Fatty liver disease is a common medical condition that occurs when excess fat accumulates in and around the liver. Almost 20% of Americans have fatty liver disease, and many may not even know it.
The most common causes of fatty liver disease are alcohol and metabolic disorders, such as obesity and diabetes. The latter is known as nonalcoholic fatty liver disease, which typically develops from eating too much sugar and fat.
It’s normal to have some fat in your abdomen and around the liver. When fat builds up to more than 5 percent to 10 percent of the liver, it becomes a concern. Though it’s not cause for immediate alarm, extra fat around the liver can eventually trigger inflammation, fibrosis and scarring. Excess fat around the liver is also a risk factor for developing cirrhosis, which increases risk of developing liver cancer.
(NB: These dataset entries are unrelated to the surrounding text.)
//! Strategy execution against a query root.
//!
//! Executors are pure with respect to the DOM and never fail upward:
//! backend query errors (bad CSS, bad XPath) collapse to "no match".

use tracing::debug;

use dgx_dom::{DomBackend, NodeHandle};
use dgx_telemetry::collapse_whitespace;

use crate::types::Strategy;

/// Evaluate one strategy under `root` (ambient document when `None`),
/// returning matches in document order.
pub fn execute_strategy(
    backend: &dyn DomBackend,
    strategy: &Strategy,
    root: Option<&NodeHandle>,
) -> Vec<NodeHandle> {
    match strategy {
        Strategy::Role {
            role,
            name,
            label,
            text,
        } => {
            let mut candidates: Vec<NodeHandle> = backend
                .elements_with_attribute(root, "role")
                .into_iter()
                .filter(|node| backend.attribute(node, "role").as_deref() == Some(role.as_str()))
                .collect();
            if let Some(expected) = name.as_deref().or(label.as_deref()) {
                candidates.retain(|node| {
                    accessible_name(backend, node)
                        .map(|actual| names_equal(&actual, expected, false))
                        .unwrap_or(false)
                });
            }
            if let Some(fragment) = text {
                let needle = collapse_whitespace(fragment);
                candidates.retain(|node| {
                    backend
                        .text_content(node)
                        .map(|t| collapse_whitespace(&t).contains(&needle))
                        .unwrap_or(false)
                });
            }
            candidates
        }

        Strategy::Name { name } => backend
            .elements_with_attribute(root, "name")
            .into_iter()
            .filter(|node| backend.attribute(node, "name").as_deref() == Some(name.as_str()))
            .collect(),

        Strategy::Label {
            label,
            case_sensitive,
        } => all_elements(backend, root)
            .into_iter()
            .filter(|node| {
                accessible_name(backend, node)
                    .map(|actual| names_equal(&actual, label, *case_sensitive))
                    .unwrap_or(false)
            })
            .collect(),

        Strategy::Text {
            text,
            exact,
            case_sensitive,
            normalize_whitespace,
        } => {
            let expected = prepare_text(text, *normalize_whitespace, *case_sensitive);
            all_elements(backend, root)
                .into_iter()
                .filter(|node| {
                    let Some(actual) = backend.text_content(node) else {
                        return false;
                    };
                    let actual = prepare_text(&actual, *normalize_whitespace, *case_sensitive);
                    if *exact {
                        actual == expected
                    } else {
                        actual.contains(&expected)
                    }
                })
                .collect()
        }

        Strategy::DataAttr { attribute, value } => backend
            .elements_with_attribute(root, attribute)
            .into_iter()
            .filter(|node| match value {
                None => true,
                Some(expected) => {
                    backend.attribute(node, attribute).as_deref() == Some(expected.as_str())
                }
            })
            .collect(),

        Strategy::TestId { test_id, attribute } => {
            let attribute = attribute.as_deref().unwrap_or("data-testid");
            backend
                .elements_with_attribute(root, attribute)
                .into_iter()
                .filter(|node| backend.attribute(node, attribute).as_deref() == Some(test_id.as_str()))
                .collect()
        }

        Strategy::Css { selector } => match backend.query_css(root, selector) {
            Ok(matches) => matches,
            Err(err) => {
                debug!(error = %err, "css strategy yielded no match");
                Vec::new()
            }
        },

        Strategy::Xpath { expression } => match backend.query_xpath(root, expression) {
            Ok(matches) => matches,
            Err(err) => {
                debug!(error = %err, "xpath strategy yielded no match");
                Vec::new()
            }
        },
    }
}

fn all_elements(backend: &dyn DomBackend, root: Option<&NodeHandle>) -> Vec<NodeHandle> {
    backend.query_css(root, "*").unwrap_or_default()
}

fn prepare_text(text: &str, normalize: bool, case_sensitive: bool) -> String {
    let text = if normalize {
        collapse_whitespace(text)
    } else {
        text.trim().to_string()
    };
    if case_sensitive {
        text
    } else {
        text.to_lowercase()
    }
}

fn names_equal(actual: &str, expected: &str, case_sensitive: bool) -> bool {
    let actual = collapse_whitespace(actual);
    let expected = collapse_whitespace(expected);
    if case_sensitive {
        actual == expected
    } else {
        actual.to_lowercase() == expected.to_lowercase()
    }
}

/// Assemble the accessible name of a node: `aria-label`, then the
/// elements referenced by `aria-labelledby` tokens, then form labels,
/// then `title`, then direct text content.
pub fn accessible_name(backend: &dyn DomBackend, node: &NodeHandle) -> Option<String> {
    if let Some(label) = backend.attribute(node, "aria-label") {
        let trimmed = label.trim().to_string();
        if !trimmed.is_empty() {
            return Some(trimmed);
        }
    }

    if let Some(labelled_by) = backend.attribute(node, "aria-labelledby") {
        let mut parts = Vec::new();
        for token in labelled_by.split_whitespace() {
            if let Some(referent) = backend.element_by_id(token) {
                if let Some(text) = backend.text_content(&referent) {
                    let trimmed = text.trim().to_string();
                    if !trimmed.is_empty() {
                        parts.push(trimmed);
                    }
                }
            }
        }
        if !parts.is_empty() {
            return Some(parts.join(" "));
        }
    }

    let labels = backend.labels(node);
    if !labels.is_empty() {
        let mut parts = Vec::new();
        for label in labels {
            if let Some(text) = backend.text_content(&label) {
                let trimmed = text.trim().to_string();
                if !trimmed.is_empty() {
                    parts.push(trimmed);
                }
            }
        }
        if !parts.is_empty() {
            return Some(parts.join(" "));
        }
    }

    if let Some(title) = backend.attribute(node, "title") {
        let trimmed = title.trim().to_string();
        if !trimmed.is_empty() {
            return Some(trimmed);
        }
    }

    backend
        .text_content(node)
        .map(|t| t.trim().to_string())
        .filter(|t| !t.is_empty())
}

#[cfg(test)]
mod tests {
    use super::*;
    use dgx_dom::{ElementSpec, SimDom};

    fn dom_with_form() -> (SimDom, NodeHandle, NodeHandle) {
        let dom = SimDom::new();
        let root = dom.root();
        let heading = dom.append(
            &root,
            ElementSpec::new("span").id("email-label").text("Email address"),
        );
        let input = dom.append(
            &root,
            ElementSpec::new("input")
                .id("email")
                .attr("name", "email")
                .attr("aria-labelledby", "email-label"),
        );
        (dom, heading, input)
    }

    #[test]
    fn role_strategy_filters_by_accessible_name() {
        let dom = SimDom::new();
        let root = dom.root();
        let submit = dom.append(
            &root,
            ElementSpec::new("button")
                .attr("role", "button")
                .attr("aria-label", "Submit"),
        );
        dom.append(
            &root,
            ElementSpec::new("button")
                .attr("role", "button")
                .attr("aria-label", "Cancel"),
        );
        let hits = execute_strategy(
            &dom,
            &Strategy::Role {
                role: "button".into(),
                name: Some("submit".into()),
                label: None,
                text: None,
            },
            None,
        );
        assert_eq!(hits, vec![submit]);
    }

    #[test]
    fn label_strategy_uses_labelledby_referents() {
        let (dom, _, input) = dom_with_form();
        let hits = execute_strategy(
            &dom,
            &Strategy::Label {
                label: "email   address".into(),
                case_sensitive: false,
            },
            None,
        );
        assert_eq!(hits, vec![input]);
    }

    #[test]
    fn text_strategy_exact_and_substring() {
        let dom = SimDom::new();
        let root = dom.root();
        let node = dom.append(&root, ElementSpec::new("p").text("  Hello   World "));
        let exact = execute_strategy(
            &dom,
            &Strategy::Text {
                text: "hello world".into(),
                exact: true,
                case_sensitive: false,
                normalize_whitespace: true,
            },
            None,
        );
        assert!(exact.contains(&node));
        let case_miss = execute_strategy(
            &dom,
            &Strategy::Text {
                text: "hello world".into(),
                exact: true,
                case_sensitive: true,
                normalize_whitespace: true,
            },
            None,
        );
        assert!(!case_miss.contains(&node));
    }

    #[test]
    fn test_id_strategy_honors_custom_attribute() {
        let dom = SimDom::new();
        let root = dom.root();
        let node = dom.append(&root, ElementSpec::new("div").attr("data-qa", "row"));
        let hits = execute_strategy(
            &dom,
            &Strategy::TestId {
                test_id: "row".into(),
                attribute: Some("data-qa".into()),
            },
            None,
        );
        assert_eq!(hits, vec![node]);
        let default_attr = execute_strategy(
            &dom,
            &Strategy::TestId {
                test_id: "row".into(),
                attribute: None,
            },
            None,
        );
        assert!(default_attr.is_empty());
    }

    #[test]
    fn name_and_data_attr_strategies_filter_exactly() {
        let dom = SimDom::new();
        let root = dom.root();
        let field = dom.append(&root, ElementSpec::new("input").attr("name", "email"));
        dom.append(&root, ElementSpec::new("input").attr("name", "phone"));
        let tagged = dom.append(&root, ElementSpec::new("div").attr("data-state", "open"));
        dom.append(&root, ElementSpec::new("div").attr("data-state", "closed"));

        let by_name = execute_strategy(&dom, &Strategy::Name { name: "email".into() }, None);
        assert_eq!(by_name, vec![field]);

        let any_state = execute_strategy(
            &dom,
            &Strategy::DataAttr {
                attribute: "data-state".into(),
                value: None,
            },
            None,
        );
        assert_eq!(any_state.len(), 2);

        let open_only = execute_strategy(
            &dom,
            &Strategy::DataAttr {
                attribute: "data-state".into(),
                value: Some("open".into()),
            },
            None,
        );
        assert_eq!(open_only, vec![tagged]);
    }

    #[test]
    fn role_strategy_text_filter_collapses_whitespace() {
        let dom = SimDom::new();
        let root = dom.root();
        let tab = dom.append(
            &root,
            ElementSpec::new("div").attr("role", "tab").text("Open   orders"),
        );
        dom.append(&root, ElementSpec::new("div").attr("role", "tab").text("Returns"));
        let hits = execute_strategy(
            &dom,
            &Strategy::Role {
                role: "tab".into(),
                name: None,
                label: None,
                text: Some("open orders".into()),
            },
            None,
        );
        assert_eq!(hits, vec![tab]);
    }

    #[test]
    fn xpath_strategy_returns_ordered_matches() {
        let dom = SimDom::new();
        let root = dom.root();
        let first = dom.append(&root, ElementSpec::new("li").attr("data-row", "1"));
        let second = dom.append(&root, ElementSpec::new("li").attr("data-row", "2"));
        let hits = execute_strategy(
            &dom,
            &Strategy::Xpath {
                expression: "//li[@data-row]".into(),
            },
            None,
        );
        assert_eq!(hits, vec![first, second]);
    }

    #[test]
    fn shadow_root_works_as_query_root() {
        let dom = SimDom::new();
        let root = dom.root();
        let host = dom.append(&root, ElementSpec::new("x-card"));
        let shadow = dom.attach_shadow(&host);
        let inner = dom.append(&shadow, ElementSpec::new("button").class("cta"));
        let scoped = execute_strategy(
            &dom,
            &Strategy::Css {
                selector: ".cta".into(),
            },
            Some(&shadow),
        );
        assert_eq!(scoped, vec![inner]);
        let ambient = execute_strategy(
            &dom,
            &Strategy::Css {
                selector: ".cta".into(),
            },
            None,
        );
        assert!(ambient.is_empty());
    }

    #[test]
    fn css_syntax_errors_collapse_to_empty() {
        let dom = SimDom::new();
        let hits = execute_strategy(
            &dom,
            &Strategy::Css {
                selector: ":::".into(),
            },
            None,
        );
        assert!(hits.is_empty());
    }

    #[test]
    fn scoped_execution_stays_inside_root() {
        let dom = SimDom::new();
        let root = dom.root();
        let panel = dom.append(&root, ElementSpec::new("section").id("panel"));
        let inside = dom.append(&panel, ElementSpec::new("button").class("go"));
        dom.append(&root, ElementSpec::new("button").class("go"));
        let hits = execute_strategy(
            &dom,
            &Strategy::Css {
                selector: ".go".into(),
            },
            Some(&panel),
        );
        assert_eq!(hits, vec![inside]);
    }
}
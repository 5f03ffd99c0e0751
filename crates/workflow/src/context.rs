//! The workflow context store.
//!
//! Paths are opaque keys: `ctx.target` is one key, not a traversal into
//! a nested object. Entries may carry a TTL (expired entries read as
//! absent and are removed lazily) and a mask flag that redacts the value
//! in telemetry while storage keeps the raw value for later steps.

use std::collections::HashMap;
use std::time::Duration;

use serde_json::{Map, Value};
use tokio::time::Instant;

use dgx_telemetry::MASKED_VALUE;

/// Options for one `set`.
#[derive(Debug, Clone, Copy, Default)]
pub struct SetOptions {
    pub ttl_ms: Option<u64>,
    pub mask: bool,
}

#[derive(Debug, Clone)]
struct ContextEntry {
    value: Value,
    masked: bool,
    expires_at: Option<Instant>,
}

impl ContextEntry {
    fn expired(&self) -> bool {
        self.expires_at
            .map(|at| Instant::now() >= at)
            .unwrap_or(false)
    }
}

/// Saved state for one child scope: the prior entry (or absence) of each
/// scoped binding, restored on exit.
#[derive(Debug, Default)]
struct ScopeFrame {
    saved: HashMap<String, Option<ContextEntry>>,
}

/// Ordered mutable key/value store with TTL, masking and child scopes.
#[derive(Debug, Default)]
pub struct WorkflowContext {
    entries: HashMap<String, ContextEntry>,
    scopes: Vec<ScopeFrame>,
}

impl WorkflowContext {
    pub fn new() -> Self {
        Self::default()
    }

    /// Read a path; expired entries are removed and read as absent.
    pub fn get(&mut self, path: &str) -> Option<Value> {
        if self.entries.get(path).map(|e| e.expired()).unwrap_or(false) {
            self.entries.remove(path);
            return None;
        }
        self.entries.get(path).map(|e| e.value.clone())
    }

    /// Read without removing expired entries (read-only callers).
    pub fn peek(&self, path: &str) -> Option<Value> {
        self.entries
            .get(path)
            .filter(|e| !e.expired())
            .map(|e| e.value.clone())
    }

    pub fn set(&mut self, path: impl Into<String>, value: Value, options: SetOptions) {
        let path = path.into();
        self.entries.insert(
            path,
            ContextEntry {
                value,
                masked: options.mask,
                expires_at: options
                    .ttl_ms
                    .map(|ttl| Instant::now() + Duration::from_millis(ttl)),
            },
        );
    }

    pub fn delete(&mut self, path: &str) {
        self.entries.remove(path);
    }

    /// Merge a JSON object, last write wins per path.
    pub fn merge(&mut self, object: &Value) {
        if let Some(map) = object.as_object() {
            for (key, value) in map {
                self.set(key.clone(), value.clone(), SetOptions::default());
            }
        }
    }

    /// Whether a path was stored with the mask flag.
    pub fn is_masked(&self, path: &str) -> bool {
        self.entries.get(path).map(|e| e.masked).unwrap_or(false)
    }

    /// Deep copy of the live entries with raw values.
    pub fn snapshot(&self) -> Value {
        let mut out = Map::new();
        for (key, entry) in &self.entries {
            if !entry.expired() {
                out.insert(key.clone(), entry.value.clone());
            }
        }
        Value::Object(out)
    }

    /// Snapshot for export: masked entries are redacted.
    pub fn snapshot_sanitized(&self) -> Value {
        let mut out = Map::new();
        for (key, entry) in &self.entries {
            if !entry.expired() {
                let value = if entry.masked {
                    Value::String(MASKED_VALUE.to_string())
                } else {
                    entry.value.clone()
                };
                out.insert(key.clone(), value);
            }
        }
        Value::Object(out)
    }

    /// Open a child scope shadowing the given bindings (the `foreach`
    /// loop variable and optional index variable).
    pub fn push_scope(&mut self, bindings: &[&str]) {
        let mut frame = ScopeFrame::default();
        for binding in bindings {
            frame
                .saved
                .insert((*binding).to_string(), self.entries.get(*binding).cloned());
        }
        self.scopes.push(frame);
    }

    /// Close the innermost scope, restoring shadowed bindings and
    /// discarding bindings the scope introduced.
    pub fn pop_scope(&mut self) {
        if let Some(frame) = self.scopes.pop() {
            for (key, saved) in frame.saved {
                match saved {
                    Some(entry) => {
                        self.entries.insert(key, entry);
                    }
                    None => {
                        self.entries.remove(&key);
                    }
                }
            }
        }
    }
}

#[cfg(test)]
mod tests {
    use super::*;
    use serde_json::json;

    #[test]
    fn set_get_delete_roundtrip() {
        let mut ctx = WorkflowContext::new();
        ctx.set("user", json!("alice"), SetOptions::default());
        assert_eq!(ctx.get("user"), Some(json!("alice")));
        ctx.delete("user");
        assert_eq!(ctx.get("user"), None);
    }

    #[test]
    fn paths_are_opaque_keys() {
        let mut ctx = WorkflowContext::new();
        ctx.set("order.id", json!(42), SetOptions::default());
        assert_eq!(ctx.get("order.id"), Some(json!(42)));
        assert_eq!(ctx.get("order"), None);
    }

    #[tokio::test(start_paused = true)]
    async fn ttl_expires_lazily() {
        let mut ctx = WorkflowContext::new();
        ctx.set(
            "flash",
            json!("hello"),
            SetOptions {
                ttl_ms: Some(100),
                mask: false,
            },
        );
        assert_eq!(ctx.get("flash"), Some(json!("hello")));
        tokio::time::advance(Duration::from_millis(150)).await;
        assert_eq!(ctx.get("flash"), None);
        assert!(ctx.snapshot().as_object().unwrap().is_empty());
    }

    #[test]
    fn masked_values_redact_in_sanitized_snapshot_only() {
        let mut ctx = WorkflowContext::new();
        ctx.set(
            "password",
            json!("hunter2"),
            SetOptions {
                ttl_ms: None,
                mask: true,
            },
        );
        assert_eq!(ctx.snapshot()["password"], json!("hunter2"));
        assert_eq!(ctx.snapshot_sanitized()["password"], json!(MASKED_VALUE));
        assert!(ctx.is_masked("password"));
    }

    #[test]
    fn merge_is_last_write_wins() {
        let mut ctx = WorkflowContext::new();
        ctx.set("a", json!(1), SetOptions::default());
        ctx.merge(&json!({ "a": 2, "b": 3 }));
        assert_eq!(ctx.get("a"), Some(json!(2)));
        assert_eq!(ctx.get("b"), Some(json!(3)));
    }

    #[test]
    fn child_scope_shadows_and_restores() {
        let mut ctx = WorkflowContext::new();
        ctx.set("item", json!("outer"), SetOptions::default());
        let before = ctx.snapshot();

        ctx.push_scope(&["item", "index"]);
        ctx.set("item", json!("inner"), SetOptions::default());
        ctx.set("index", json!(0), SetOptions::default());
        ctx.set("collected", json!("stays"), SetOptions::default());
        assert_eq!(ctx.get("item"), Some(json!("inner")));
        ctx.pop_scope();

        assert_eq!(ctx.get("item"), Some(json!("outer")));
        assert_eq!(ctx.get("index"), None);
        // Writes outside the scoped bindings persist.
        assert_eq!(ctx.get("collected"), Some(json!("stays")));
        let after = ctx.snapshot();
        assert_eq!(before["item"], after["item"]);
    }
}
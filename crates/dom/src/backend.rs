//! The DOM backend trait every engine layer programs against

use serde::{Deserialize, Serialize};

use crate::errors::DomError;
use crate::events::DomEvent;
use crate::geometry::{ComputedStyle, Rect, ScrollState};

/// Opaque handle to a live DOM element.
///
/// Handles are weak observational references: the node they point at may
/// detach at any time, so callers re-verify [`DomBackend::is_connected`]
/// before acting on a handle they have held across a suspension point.
#[derive(Debug, Clone, Copy, PartialEq, Eq, Hash, Serialize, Deserialize)]
pub struct NodeHandle(pub u64);

impl std::fmt::Display for NodeHandle {
    fn fmt(&self, f: &mut std::fmt::Formatter<'_>) -> std::fmt::Result {
        write!(f, "#{}", self.0)
    }
}

/// One `<option>` of a select element.
#[derive(Debug, Clone, PartialEq, Serialize, Deserialize)]
pub struct SelectOptionInfo {
    pub index: usize,
    pub value: String,
    pub label: String,
    pub selected: bool,
}

/// Compact element description for telemetry payloads.
#[derive(Debug, Clone, PartialEq, Serialize, Deserialize)]
pub struct NodeSummary {
    pub tag: String,
    #[serde(skip_serializing_if = "Option::is_none")]
    pub id: Option<String>,
    #[serde(skip_serializing_if = "Vec::is_empty", default)]
    pub classes: Vec<String>,
}

/// Synchronous port onto the host page's DOM.
///
/// Query and read methods are pure with respect to the DOM. Mutating
/// methods are only called by step handlers and the scroll engines; the
/// resolver and the wait predicates never touch them.
pub trait DomBackend: Send + Sync {
    // ---- roots -----------------------------------------------------------

    /// The ambient document root, if a document is attached.
    fn document_root(&self) -> Option<NodeHandle>;

    /// `document.scrollingElement`, falling back to body, then the
    /// document element.
    fn scrolling_element(&self) -> Option<NodeHandle>;

    /// Current viewport rect (top/left always 0).
    fn viewport(&self) -> Rect;

    /// The document's current URL.
    fn document_url(&self) -> Option<String>;

    // ---- queries ---------------------------------------------------------

    /// CSS query under `root` (ambient document when `None`), in document
    /// order. Syntax errors surface as [`DomError::SelectorSyntax`].
    fn query_css(&self, root: Option<&NodeHandle>, selector: &str)
        -> Result<Vec<NodeHandle>, DomError>;

    /// XPath query with ordered-snapshot semantics, filtered to elements.
    fn query_xpath(
        &self,
        root: Option<&NodeHandle>,
        expression: &str,
    ) -> Result<Vec<NodeHandle>, DomError>;

    /// All elements under `root` bearing the attribute, in document order.
    fn elements_with_attribute(&self, root: Option<&NodeHandle>, attribute: &str)
        -> Vec<NodeHandle>;

    /// `getElementById` against the ambient document.
    fn element_by_id(&self, id: &str) -> Option<NodeHandle>;

    // ---- structure -------------------------------------------------------

    /// Parent in the flattened tree: `parentElement`, then the assigned
    /// slot, then the shadow host.
    fn parent(&self, node: &NodeHandle) -> Option<NodeHandle>;

    fn children(&self, node: &NodeHandle) -> Vec<NodeHandle>;

    fn contains(&self, ancestor: &NodeHandle, node: &NodeHandle) -> bool;

    fn is_connected(&self, node: &NodeHandle) -> bool;

    // ---- reads -----------------------------------------------------------

    /// Lower-cased tag name.
    fn tag_name(&self, node: &NodeHandle) -> Option<String>;

    fn attribute(&self, node: &NodeHandle, name: &str) -> Option<String>;

    /// Concatenated text content of the subtree.
    fn text_content(&self, node: &NodeHandle) -> Option<String>;

    fn inner_html(&self, node: &NodeHandle) -> Option<String>;

    /// Form control value.
    fn value(&self, node: &NodeHandle) -> Option<String>;

    /// Form labels associated with the node (`labels` on inputs).
    fn labels(&self, node: &NodeHandle) -> Vec<NodeHandle>;

    fn computed_style(&self, node: &NodeHandle) -> Option<ComputedStyle>;

    /// Bounding rect in viewport coordinates, accounting for ancestor
    /// scroll offsets.
    fn bounding_rect(&self, node: &NodeHandle) -> Option<Rect>;

    fn scroll_state(&self, node: &NodeHandle) -> Option<ScrollState>;

    fn select_options(&self, node: &NodeHandle) -> Vec<SelectOptionInfo>;

    /// Compact description for telemetry; never exposes text content.
    fn describe(&self, node: &NodeHandle) -> Option<NodeSummary>;

    // ---- mutations (handlers and scroll engines only) --------------------

    fn set_scroll_position(&self, node: &NodeHandle, left: f64, top: f64)
        -> Result<(), DomError>;

    fn dispatch(&self, node: &NodeHandle, event: DomEvent) -> Result<(), DomError>;

    fn focus(&self, node: &NodeHandle) -> Result<(), DomError>;

    fn blur(&self, node: &NodeHandle) -> Result<(), DomError>;

    fn set_value(&self, node: &NodeHandle, value: &str) -> Result<(), DomError>;

    fn set_selected(&self, node: &NodeHandle, indices: &[usize]) -> Result<(), DomError>;

    // ---- observation -----------------------------------------------------

    /// Monotonic count of mutations observed within `scope` (ambient
    /// document when `None`). The idle predicate polls this counter; a
    /// window with no increments is an idle window.
    fn mutation_count(&self, scope: Option<&NodeHandle>) -> u64;
}
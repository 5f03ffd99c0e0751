//! Tracing bootstrap for binaries and examples embedding the engine.

use tracing_subscriber::{fmt, EnvFilter};

/// Initialize the global tracing subscriber with an env-filter
/// (`RUST_LOG`, default `info`). Safe to call more than once; later
/// calls are no-ops.
pub fn init_tracing() {
    let filter = EnvFilter::try_from_default_env().unwrap_or_else(|_| EnvFilter::new("info"));
    let _ = fmt().with_env_filter(filter).try_init();
}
How Do I Know if I Have a Fatty Liver?
The following risk factors are common causes of fatty liver disease:
● Being overweight or obese
● Metabolic syndromes (high blood pressure, high cholesterol, insulin resistance)
● Prescription medications (NSAIDs, tamoxifen, amiodarone, methotrexate)
Some people develop fatty liver disease without any risk factors. There’s no genetic predisposition to fatty liver disease, but some people are predisposed to the above conditions, which can then lead to the condition.
Many people with fatty liver disease have no symptoms, so when your doctor runs routine blood work and results indicate high liver enzymes, that may be a clue. Elevated liver enzymes are a sign that your liver is stressed.
If you have symptoms of fatty liver disease, they may include:
● Abdominal pain and/or a feeling of ‘fullness’ in the abdomen
● Impaired memory
● Loss of appetite
To make a diagnosis, your doctor may order an ultrasound or CT scan to get a clear picture of the liver and the tissues surrounding it.
The Best Treatment? Diet and Exercise
There are no current medical treatments for nonalcoholic fatty liver disease. The best way to treat the condition is by getting enough sleep and exercise, as well as eating healthy, balanced meals rich in fruits and vegetables.
The Mediterranean diet is often recommended for people with fatty liver disease, as evidence suggests that it is helpful in treating and preventing the condition. Studies show that the Mediterranean diet also can help with weight loss, prevent heart attacks and stroke, and may prevent or manage Type 2 diabetes.
Your doctor will work with you to focus on the factors that contribute to the condition. You might be counseled to:
● Avoid alcohol
● Lose weight
● Monitor and reduce sugar in your diet
● Continue taking medications for other conditions, such as diabetes and heart disease
Weight loss is the most effective treatment for people with fatty liver disease. Studies show that losing 7 percent to 10 percent of your baseline weight reduces liver fat, as well as the inflammation and fibrosis that comes with it.